◆ What you need to do
Copy each line of the records that holds the string "totals".

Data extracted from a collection
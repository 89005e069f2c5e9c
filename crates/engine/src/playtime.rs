use chrono::{DateTime, TimeDelta, Utc};
use tracing::debug;

use crate::entity::{EntityId, EntityResolver};
use crate::persistence::{
    decode_registry, encode_registry, CodecError, FieldGroup, PersistenceError, PersistentStore,
    RecordReader, RecordWriter, Schema, StoreLoadSummary,
};
use crate::registry::{ContextRegistry, TrackedContext};

pub const PLAYTIME_STORE: &str = "Playtime";

#[derive(Debug, Clone, PartialEq, Eq)]
pub struct Playtime {
    pub accumulated: TimeDelta,
    pub session_start: Option<DateTime<Utc>>,
    pub last_online: Option<DateTime<Utc>>,
}

impl Default for Playtime {
    fn default() -> Self {
        Self {
            accumulated: TimeDelta::zero(),
            session_start: None,
            last_online: None,
        }
    }
}

impl Playtime {
    pub fn game_time(&self, now: DateTime<Utc>) -> TimeDelta {
        match self.session_start {
            Some(start) => self.accumulated + session_length(start, now),
            None => self.accumulated,
        }
    }
}

impl TrackedContext for Playtime {
    fn is_vacant(&self) -> bool {
        self.accumulated.is_zero() && self.session_start.is_none() && self.last_online.is_none()
    }
}

/// Per-entity time spent connected. Decay windows measured in game time
/// stand still while their owner is offline.
///
/// The active index holds the entities with an open session.
#[derive(Debug)]
pub struct PlaytimeLedger {
    registry: ContextRegistry<Playtime>,
}

impl Default for PlaytimeLedger {
    fn default() -> Self {
        Self::new()
    }
}

impl PlaytimeLedger {
    pub fn new() -> Self {
        Self {
            registry: ContextRegistry::new(PLAYTIME_STORE),
        }
    }

    pub fn connect(&mut self, id: EntityId, now: DateTime<Utc>) {
        let (playtime, _) = self.registry.get_or_create(id);
        if playtime.session_start.is_none() {
            playtime.session_start = Some(now);
        }
        self.registry.mark_active(id);
    }

    pub fn disconnect(&mut self, id: EntityId, now: DateTime<Utc>) {
        if let Some(playtime) = self.registry.get_mut(id) {
            if let Some(start) = playtime.session_start.take() {
                playtime.accumulated = playtime.accumulated + session_length(start, now);
            }
            playtime.last_online = Some(now);
            debug!(
                entity = %id,
                game_time_s = playtime.accumulated.num_seconds(),
                "playtime_session_closed"
            );
        }
        self.registry.mark_inactive(id);
    }

    pub fn is_online(&self, id: EntityId) -> bool {
        self.registry.is_active(id)
    }

    pub fn game_time(&self, id: EntityId, now: DateTime<Utc>) -> TimeDelta {
        self.registry
            .get(id)
            .map_or_else(TimeDelta::zero, |playtime| playtime.game_time(now))
    }

    /// Folds every open session into `accumulated` and restarts it at `now`,
    /// so the stored totals include time played up to the save.
    pub fn checkpoint(&mut self, now: DateTime<Utc>) {
        for id in self.registry.active_keys() {
            if let Some(playtime) = self.registry.get_mut(id) {
                if let Some(start) = playtime.session_start {
                    playtime.accumulated = playtime.accumulated + session_length(start, now);
                    playtime.session_start = Some(now);
                }
            }
        }
    }

    pub fn remove(&mut self, id: EntityId) {
        self.registry.remove(id);
    }

    pub fn registry(&self) -> &ContextRegistry<Playtime> {
        &self.registry
    }
}

/// Open sessions are not stored; call `checkpoint` first so the saved
/// totals include them.
impl PersistentStore for PlaytimeLedger {
    fn store_name(&self) -> &'static str {
        PLAYTIME_STORE
    }

    fn encode(&self) -> Vec<u8> {
        encode_registry(&PLAYTIME_SCHEMA, &self.registry)
    }

    fn restore(
        &mut self,
        payload: &[u8],
        resolver: &dyn EntityResolver,
    ) -> Result<StoreLoadSummary, PersistenceError> {
        let decoded = decode_registry(&PLAYTIME_SCHEMA, payload, resolver)?;
        let summary = decoded.summary(PLAYTIME_STORE);
        self.registry.clear();
        for (id, playtime) in decoded.records {
            self.registry.insert(id, playtime);
        }
        Ok(summary)
    }
}

pub(crate) const PLAYTIME_SCHEMA: Schema<Playtime> = Schema {
    store: PLAYTIME_STORE,
    groups: &[
        FieldGroup {
            introduced_in: 1,
            write: write_last_online,
            read: read_last_online,
            default: default_last_online,
        },
        FieldGroup {
            introduced_in: 0,
            write: write_accumulated,
            read: read_accumulated,
            default: no_default,
        },
    ],
};

fn write_last_online(playtime: &Playtime, writer: &mut RecordWriter) {
    writer.write_opt_datetime(playtime.last_online);
}

fn default_last_online(playtime: &mut Playtime) {
    playtime.last_online = None;
}

fn write_accumulated(playtime: &Playtime, writer: &mut RecordWriter) {
    writer.write_time_delta(playtime.accumulated);
}

fn no_default(_: &mut Playtime) {}

fn read_last_online(reader: &mut RecordReader<'_>, playtime: &mut Playtime) -> Result<(), CodecError> {
    playtime.last_online = reader.read_opt_datetime()?;
    Ok(())
}

fn read_accumulated(reader: &mut RecordReader<'_>, playtime: &mut Playtime) -> Result<(), CodecError> {
    playtime.accumulated = reader.read_time_delta()?;
    Ok(())
}

fn session_length(start: DateTime<Utc>, now: DateTime<Utc>) -> TimeDelta {
    now.signed_duration_since(start).max(TimeDelta::zero())
}

#[cfg(test)]
mod tests {
    use chrono::TimeZone;

    use super::*;

    fn t0() -> DateTime<Utc> {
        Utc.with_ymd_and_hms(2024, 5, 1, 8, 0, 0).unwrap()
    }

    #[test]
    fn game_time_only_counts_connected_time() {
        let mut ledger = PlaytimeLedger::new();
        let id = EntityId(1);

        ledger.connect(id, t0());
        assert!(ledger.is_online(id));
        assert_eq!(ledger.game_time(id, t0() + TimeDelta::hours(2)), TimeDelta::hours(2));

        ledger.disconnect(id, t0() + TimeDelta::hours(3));
        assert!(!ledger.is_online(id));
        assert_eq!(ledger.game_time(id, t0() + TimeDelta::hours(30)), TimeDelta::hours(3));

        ledger.connect(id, t0() + TimeDelta::hours(30));
        assert_eq!(ledger.game_time(id, t0() + TimeDelta::hours(31)), TimeDelta::hours(4));
    }

    #[test]
    fn reconnect_without_disconnect_keeps_original_session() {
        let mut ledger = PlaytimeLedger::new();
        let id = EntityId(2);
        ledger.connect(id, t0());
        ledger.connect(id, t0() + TimeDelta::hours(1));
        assert_eq!(ledger.game_time(id, t0() + TimeDelta::hours(2)), TimeDelta::hours(2));
    }

    #[test]
    fn checkpoint_preserves_game_time() {
        let mut ledger = PlaytimeLedger::new();
        let id = EntityId(3);
        ledger.connect(id, t0());

        let save_at = t0() + TimeDelta::minutes(90);
        ledger.checkpoint(save_at);
        let playtime = ledger.registry().get(id).unwrap();
        assert_eq!(playtime.accumulated, TimeDelta::minutes(90));
        assert_eq!(playtime.session_start, Some(save_at));
        assert_eq!(ledger.game_time(id, save_at + TimeDelta::minutes(10)), TimeDelta::minutes(100));
    }

    #[test]
    fn checkpointed_ledger_restores_offline() {
        struct Everyone;
        impl EntityResolver for Everyone {
            fn resolve(&self, _: EntityId) -> bool {
                true
            }
        }

        let mut ledger = PlaytimeLedger::new();
        ledger.connect(EntityId(4), t0());
        ledger.connect(EntityId(5), t0());
        ledger.disconnect(EntityId(5), t0() + TimeDelta::hours(1));
        let save_at = t0() + TimeDelta::hours(2);
        ledger.checkpoint(save_at);

        let mut restored = PlaytimeLedger::new();
        let summary = restored.restore(&ledger.encode(), &Everyone).expect("restore");
        assert_eq!(summary.loaded, 2);
        assert_eq!(restored.game_time(EntityId(4), save_at), TimeDelta::hours(2));
        assert!(!restored.is_online(EntityId(4)));
        assert_eq!(
            restored.registry().get(EntityId(5)).unwrap().last_online,
            Some(t0() + TimeDelta::hours(1))
        );
    }

    #[test]
    fn version_zero_record_has_no_last_online() {
        let playtime = Playtime {
            accumulated: TimeDelta::minutes(45),
            session_start: None,
            last_online: Some(t0()),
        };
        let mut writer = RecordWriter::new();
        PLAYTIME_SCHEMA.write_as(0, &playtime, &mut writer);
        let bytes = writer.into_bytes();

        let decoded = PLAYTIME_SCHEMA
            .read(0, &mut RecordReader::new(&bytes))
            .expect("read v0");
        assert_eq!(decoded.accumulated, TimeDelta::minutes(45));
        assert_eq!(decoded.last_online, None);
    }

    #[test]
    fn unknown_entity_has_zero_game_time() {
        let ledger = PlaytimeLedger::new();
        assert_eq!(ledger.game_time(EntityId(99), t0()), TimeDelta::zero());
        assert!(!ledger.is_online(EntityId(99)));
    }
}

◆ The completed task
    /// so the stored totals include time played up to the save.
/// totals include them.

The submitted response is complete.